• DATA SHOWN:
·····

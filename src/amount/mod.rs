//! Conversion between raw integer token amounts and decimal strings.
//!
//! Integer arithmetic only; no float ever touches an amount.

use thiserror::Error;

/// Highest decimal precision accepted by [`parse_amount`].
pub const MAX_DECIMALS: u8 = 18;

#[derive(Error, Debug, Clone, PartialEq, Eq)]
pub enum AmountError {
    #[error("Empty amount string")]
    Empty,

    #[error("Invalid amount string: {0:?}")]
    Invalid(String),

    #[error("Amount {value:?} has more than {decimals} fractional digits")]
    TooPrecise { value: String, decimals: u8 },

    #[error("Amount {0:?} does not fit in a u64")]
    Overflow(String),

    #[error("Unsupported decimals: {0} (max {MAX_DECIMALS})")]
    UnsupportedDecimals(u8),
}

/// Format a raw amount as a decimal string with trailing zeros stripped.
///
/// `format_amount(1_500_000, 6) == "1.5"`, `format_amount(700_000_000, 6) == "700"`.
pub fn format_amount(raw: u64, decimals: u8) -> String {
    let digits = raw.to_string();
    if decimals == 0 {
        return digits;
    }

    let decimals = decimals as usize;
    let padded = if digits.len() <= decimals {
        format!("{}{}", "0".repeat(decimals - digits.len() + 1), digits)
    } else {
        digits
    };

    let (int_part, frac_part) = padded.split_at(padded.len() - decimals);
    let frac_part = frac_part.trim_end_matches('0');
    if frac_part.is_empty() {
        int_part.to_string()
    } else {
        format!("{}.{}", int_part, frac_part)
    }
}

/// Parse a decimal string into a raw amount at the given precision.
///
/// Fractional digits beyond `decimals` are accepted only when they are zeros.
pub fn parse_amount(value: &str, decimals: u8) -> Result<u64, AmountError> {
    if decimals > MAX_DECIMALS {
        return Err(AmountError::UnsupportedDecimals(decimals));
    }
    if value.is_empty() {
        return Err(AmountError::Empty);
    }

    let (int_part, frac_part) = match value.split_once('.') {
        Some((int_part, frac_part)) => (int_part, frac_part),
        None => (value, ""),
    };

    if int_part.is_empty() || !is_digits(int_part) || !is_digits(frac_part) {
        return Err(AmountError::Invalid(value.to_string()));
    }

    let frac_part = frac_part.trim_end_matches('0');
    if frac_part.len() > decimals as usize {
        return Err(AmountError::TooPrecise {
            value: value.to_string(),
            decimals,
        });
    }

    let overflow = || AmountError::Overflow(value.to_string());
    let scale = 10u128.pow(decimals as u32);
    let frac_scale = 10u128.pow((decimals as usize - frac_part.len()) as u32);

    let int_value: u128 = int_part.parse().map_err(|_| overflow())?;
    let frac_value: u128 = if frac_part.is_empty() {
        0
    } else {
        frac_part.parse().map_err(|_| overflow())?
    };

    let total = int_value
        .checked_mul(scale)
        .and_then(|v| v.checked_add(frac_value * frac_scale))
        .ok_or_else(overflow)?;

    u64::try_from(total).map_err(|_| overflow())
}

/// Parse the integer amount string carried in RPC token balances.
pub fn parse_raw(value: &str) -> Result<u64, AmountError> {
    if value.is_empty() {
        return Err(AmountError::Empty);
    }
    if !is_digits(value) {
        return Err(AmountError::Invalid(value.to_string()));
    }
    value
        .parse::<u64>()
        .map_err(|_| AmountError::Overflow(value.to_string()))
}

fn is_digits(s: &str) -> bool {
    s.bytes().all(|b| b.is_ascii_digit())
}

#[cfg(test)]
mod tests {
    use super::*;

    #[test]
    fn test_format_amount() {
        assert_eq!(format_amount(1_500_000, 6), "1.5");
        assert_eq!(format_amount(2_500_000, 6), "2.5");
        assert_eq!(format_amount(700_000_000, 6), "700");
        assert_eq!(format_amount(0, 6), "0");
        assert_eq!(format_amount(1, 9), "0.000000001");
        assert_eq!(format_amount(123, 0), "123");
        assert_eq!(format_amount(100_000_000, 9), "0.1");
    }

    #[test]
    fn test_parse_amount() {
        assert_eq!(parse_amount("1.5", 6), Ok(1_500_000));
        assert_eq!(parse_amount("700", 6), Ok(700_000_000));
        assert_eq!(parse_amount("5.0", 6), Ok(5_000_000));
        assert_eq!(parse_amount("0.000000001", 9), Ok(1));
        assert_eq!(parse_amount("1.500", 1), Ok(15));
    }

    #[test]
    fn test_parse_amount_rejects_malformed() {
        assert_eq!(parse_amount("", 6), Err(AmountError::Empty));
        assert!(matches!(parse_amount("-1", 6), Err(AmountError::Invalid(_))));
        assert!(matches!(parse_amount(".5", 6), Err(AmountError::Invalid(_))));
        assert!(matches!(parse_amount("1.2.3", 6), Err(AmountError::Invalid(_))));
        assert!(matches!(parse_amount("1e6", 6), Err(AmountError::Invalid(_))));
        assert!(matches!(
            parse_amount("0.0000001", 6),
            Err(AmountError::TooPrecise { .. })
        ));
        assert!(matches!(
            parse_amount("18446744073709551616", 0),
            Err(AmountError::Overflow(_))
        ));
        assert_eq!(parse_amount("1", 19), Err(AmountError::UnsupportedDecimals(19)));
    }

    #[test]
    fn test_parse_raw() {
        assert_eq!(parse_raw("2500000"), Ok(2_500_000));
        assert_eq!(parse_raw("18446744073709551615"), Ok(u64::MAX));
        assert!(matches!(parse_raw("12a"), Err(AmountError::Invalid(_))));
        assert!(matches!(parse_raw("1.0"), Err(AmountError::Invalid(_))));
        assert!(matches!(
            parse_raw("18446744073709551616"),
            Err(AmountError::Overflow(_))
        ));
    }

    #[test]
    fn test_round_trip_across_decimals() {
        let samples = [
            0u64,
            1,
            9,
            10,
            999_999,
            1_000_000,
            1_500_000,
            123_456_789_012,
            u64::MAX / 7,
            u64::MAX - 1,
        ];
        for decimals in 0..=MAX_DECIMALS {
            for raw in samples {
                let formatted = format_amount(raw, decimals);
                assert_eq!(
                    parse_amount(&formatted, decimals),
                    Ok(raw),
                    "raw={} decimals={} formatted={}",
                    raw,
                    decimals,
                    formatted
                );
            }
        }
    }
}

·····

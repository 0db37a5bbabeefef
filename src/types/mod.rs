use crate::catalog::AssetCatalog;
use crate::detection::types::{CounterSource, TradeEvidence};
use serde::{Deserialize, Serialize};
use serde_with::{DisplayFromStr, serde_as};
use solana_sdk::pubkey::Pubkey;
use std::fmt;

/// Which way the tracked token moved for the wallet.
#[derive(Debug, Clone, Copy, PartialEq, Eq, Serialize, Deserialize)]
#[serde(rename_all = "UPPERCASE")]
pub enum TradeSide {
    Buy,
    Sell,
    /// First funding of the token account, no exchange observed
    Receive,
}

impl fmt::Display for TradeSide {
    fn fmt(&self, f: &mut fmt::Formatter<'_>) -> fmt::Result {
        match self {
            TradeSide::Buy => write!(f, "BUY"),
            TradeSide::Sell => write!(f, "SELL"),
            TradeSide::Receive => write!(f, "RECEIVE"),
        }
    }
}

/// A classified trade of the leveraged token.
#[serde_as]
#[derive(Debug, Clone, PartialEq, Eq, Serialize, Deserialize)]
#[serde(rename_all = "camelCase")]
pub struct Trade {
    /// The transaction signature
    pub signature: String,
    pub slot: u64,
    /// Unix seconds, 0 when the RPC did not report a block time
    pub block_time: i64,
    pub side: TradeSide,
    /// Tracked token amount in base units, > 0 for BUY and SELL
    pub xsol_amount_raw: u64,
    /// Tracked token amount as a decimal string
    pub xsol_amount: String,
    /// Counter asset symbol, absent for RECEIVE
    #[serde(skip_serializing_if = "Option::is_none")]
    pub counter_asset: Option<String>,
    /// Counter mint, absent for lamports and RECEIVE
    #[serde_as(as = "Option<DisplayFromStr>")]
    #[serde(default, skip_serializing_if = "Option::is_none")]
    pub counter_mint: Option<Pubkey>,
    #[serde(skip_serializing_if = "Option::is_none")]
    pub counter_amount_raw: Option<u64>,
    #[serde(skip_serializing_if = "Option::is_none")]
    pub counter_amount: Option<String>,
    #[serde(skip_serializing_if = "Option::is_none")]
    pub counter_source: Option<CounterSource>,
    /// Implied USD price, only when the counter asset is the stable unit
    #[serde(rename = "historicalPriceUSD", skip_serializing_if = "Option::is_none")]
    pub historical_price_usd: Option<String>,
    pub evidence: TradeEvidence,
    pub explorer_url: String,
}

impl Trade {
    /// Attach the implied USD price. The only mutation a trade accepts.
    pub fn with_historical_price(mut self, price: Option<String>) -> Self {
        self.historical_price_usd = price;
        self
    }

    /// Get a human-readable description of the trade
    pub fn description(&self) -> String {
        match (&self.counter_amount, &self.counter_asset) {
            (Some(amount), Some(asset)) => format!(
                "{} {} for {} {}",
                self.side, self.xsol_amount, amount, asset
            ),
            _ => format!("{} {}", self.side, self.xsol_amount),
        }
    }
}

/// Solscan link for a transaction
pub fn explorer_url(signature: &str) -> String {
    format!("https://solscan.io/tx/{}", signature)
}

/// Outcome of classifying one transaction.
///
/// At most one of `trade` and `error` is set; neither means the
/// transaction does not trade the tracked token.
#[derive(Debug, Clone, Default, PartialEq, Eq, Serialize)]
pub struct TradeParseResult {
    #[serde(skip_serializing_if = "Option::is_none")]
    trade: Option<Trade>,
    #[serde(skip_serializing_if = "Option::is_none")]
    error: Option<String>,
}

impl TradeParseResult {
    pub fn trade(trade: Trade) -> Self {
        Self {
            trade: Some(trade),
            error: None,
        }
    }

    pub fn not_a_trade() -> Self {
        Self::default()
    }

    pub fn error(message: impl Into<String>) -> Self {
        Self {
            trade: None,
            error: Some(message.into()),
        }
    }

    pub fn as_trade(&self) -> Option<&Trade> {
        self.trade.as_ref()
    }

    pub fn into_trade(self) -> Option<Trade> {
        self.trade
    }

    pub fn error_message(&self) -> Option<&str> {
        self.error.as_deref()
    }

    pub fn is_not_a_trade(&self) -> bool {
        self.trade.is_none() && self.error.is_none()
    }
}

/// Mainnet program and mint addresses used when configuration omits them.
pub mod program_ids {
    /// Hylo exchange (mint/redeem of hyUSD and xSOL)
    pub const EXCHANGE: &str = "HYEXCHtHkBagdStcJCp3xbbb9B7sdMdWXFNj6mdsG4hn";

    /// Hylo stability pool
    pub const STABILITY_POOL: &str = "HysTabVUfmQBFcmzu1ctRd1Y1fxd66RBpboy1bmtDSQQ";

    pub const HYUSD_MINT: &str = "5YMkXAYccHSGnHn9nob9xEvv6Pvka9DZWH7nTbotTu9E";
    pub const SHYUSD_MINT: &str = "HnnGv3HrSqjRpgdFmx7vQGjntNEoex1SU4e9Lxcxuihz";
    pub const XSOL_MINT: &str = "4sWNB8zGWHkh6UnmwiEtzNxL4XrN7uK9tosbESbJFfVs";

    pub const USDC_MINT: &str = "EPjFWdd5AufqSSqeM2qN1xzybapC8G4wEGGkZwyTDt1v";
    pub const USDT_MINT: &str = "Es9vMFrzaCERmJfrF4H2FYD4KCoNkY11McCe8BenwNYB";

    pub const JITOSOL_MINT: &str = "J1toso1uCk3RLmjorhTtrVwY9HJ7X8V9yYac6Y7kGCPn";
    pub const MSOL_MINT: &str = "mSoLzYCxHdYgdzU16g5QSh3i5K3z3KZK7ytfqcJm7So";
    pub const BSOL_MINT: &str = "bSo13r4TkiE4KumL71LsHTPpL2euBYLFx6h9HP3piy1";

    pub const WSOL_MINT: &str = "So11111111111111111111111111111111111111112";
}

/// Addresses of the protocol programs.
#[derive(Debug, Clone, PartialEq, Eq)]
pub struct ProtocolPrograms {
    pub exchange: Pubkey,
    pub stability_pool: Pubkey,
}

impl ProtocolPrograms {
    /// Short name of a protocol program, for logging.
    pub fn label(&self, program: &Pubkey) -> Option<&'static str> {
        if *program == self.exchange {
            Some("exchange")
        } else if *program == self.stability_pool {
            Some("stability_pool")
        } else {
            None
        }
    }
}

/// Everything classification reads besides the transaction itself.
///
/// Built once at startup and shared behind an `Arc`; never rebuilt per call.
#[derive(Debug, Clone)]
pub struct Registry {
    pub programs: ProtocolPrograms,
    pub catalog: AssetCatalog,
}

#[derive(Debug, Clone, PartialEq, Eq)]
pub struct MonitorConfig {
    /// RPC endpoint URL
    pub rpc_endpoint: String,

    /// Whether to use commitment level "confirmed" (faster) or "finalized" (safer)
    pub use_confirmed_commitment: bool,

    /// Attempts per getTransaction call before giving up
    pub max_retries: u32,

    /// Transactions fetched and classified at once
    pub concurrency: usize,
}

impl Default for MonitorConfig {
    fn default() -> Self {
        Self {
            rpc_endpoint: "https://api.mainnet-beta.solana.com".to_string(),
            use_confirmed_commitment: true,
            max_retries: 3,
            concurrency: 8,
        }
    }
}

·····

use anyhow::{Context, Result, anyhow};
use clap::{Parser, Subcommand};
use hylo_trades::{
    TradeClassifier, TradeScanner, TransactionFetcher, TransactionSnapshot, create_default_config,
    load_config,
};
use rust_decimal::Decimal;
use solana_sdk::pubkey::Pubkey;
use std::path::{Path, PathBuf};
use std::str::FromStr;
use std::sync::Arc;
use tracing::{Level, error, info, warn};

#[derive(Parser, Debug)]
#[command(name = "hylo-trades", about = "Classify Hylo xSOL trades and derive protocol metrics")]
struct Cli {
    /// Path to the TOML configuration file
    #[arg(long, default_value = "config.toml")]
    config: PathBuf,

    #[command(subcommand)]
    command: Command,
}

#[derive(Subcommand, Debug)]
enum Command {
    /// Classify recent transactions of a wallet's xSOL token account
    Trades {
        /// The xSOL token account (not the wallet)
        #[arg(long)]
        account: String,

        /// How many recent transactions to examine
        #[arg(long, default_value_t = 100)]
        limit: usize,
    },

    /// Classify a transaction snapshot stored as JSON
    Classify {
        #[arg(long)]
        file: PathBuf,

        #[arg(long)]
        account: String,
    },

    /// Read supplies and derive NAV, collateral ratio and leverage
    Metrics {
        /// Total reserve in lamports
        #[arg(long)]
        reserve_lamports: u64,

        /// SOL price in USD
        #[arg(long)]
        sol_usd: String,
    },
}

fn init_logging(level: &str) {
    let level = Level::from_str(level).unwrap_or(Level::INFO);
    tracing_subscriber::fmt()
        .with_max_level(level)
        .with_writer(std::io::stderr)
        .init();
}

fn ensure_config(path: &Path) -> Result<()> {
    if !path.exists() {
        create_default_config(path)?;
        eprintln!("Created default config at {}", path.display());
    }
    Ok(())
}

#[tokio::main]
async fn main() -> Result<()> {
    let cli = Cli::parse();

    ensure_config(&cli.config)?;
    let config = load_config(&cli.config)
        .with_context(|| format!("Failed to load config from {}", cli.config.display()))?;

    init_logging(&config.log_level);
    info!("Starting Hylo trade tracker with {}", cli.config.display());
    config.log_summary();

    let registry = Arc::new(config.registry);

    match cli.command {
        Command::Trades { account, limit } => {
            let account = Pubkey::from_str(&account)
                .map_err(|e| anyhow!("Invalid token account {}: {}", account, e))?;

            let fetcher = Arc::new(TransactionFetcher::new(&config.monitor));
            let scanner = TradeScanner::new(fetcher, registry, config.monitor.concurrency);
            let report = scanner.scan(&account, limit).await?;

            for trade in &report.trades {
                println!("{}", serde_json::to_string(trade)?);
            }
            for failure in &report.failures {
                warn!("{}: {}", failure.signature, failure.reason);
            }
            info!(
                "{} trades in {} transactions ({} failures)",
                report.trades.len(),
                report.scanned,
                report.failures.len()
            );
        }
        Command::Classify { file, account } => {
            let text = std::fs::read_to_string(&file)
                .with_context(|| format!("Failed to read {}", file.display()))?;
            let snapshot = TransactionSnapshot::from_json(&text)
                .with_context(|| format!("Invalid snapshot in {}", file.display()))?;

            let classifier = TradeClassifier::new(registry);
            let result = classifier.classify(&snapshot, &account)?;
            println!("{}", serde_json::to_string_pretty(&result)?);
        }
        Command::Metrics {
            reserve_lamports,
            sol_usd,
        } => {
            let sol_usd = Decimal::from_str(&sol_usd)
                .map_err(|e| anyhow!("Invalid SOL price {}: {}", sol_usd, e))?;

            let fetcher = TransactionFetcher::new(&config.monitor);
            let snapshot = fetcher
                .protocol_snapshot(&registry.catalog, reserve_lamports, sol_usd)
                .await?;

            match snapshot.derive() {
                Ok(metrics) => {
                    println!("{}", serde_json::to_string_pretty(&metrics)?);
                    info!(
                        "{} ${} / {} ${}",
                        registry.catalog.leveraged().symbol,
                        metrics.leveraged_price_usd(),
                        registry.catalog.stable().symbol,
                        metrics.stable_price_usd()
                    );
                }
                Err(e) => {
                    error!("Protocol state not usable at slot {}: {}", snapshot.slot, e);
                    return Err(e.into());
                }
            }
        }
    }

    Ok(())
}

·····

• WORK INSTRUCTION: Scan the records above, count the lines with "crate" in them, and give only the number.

• ANSWER BOX: 2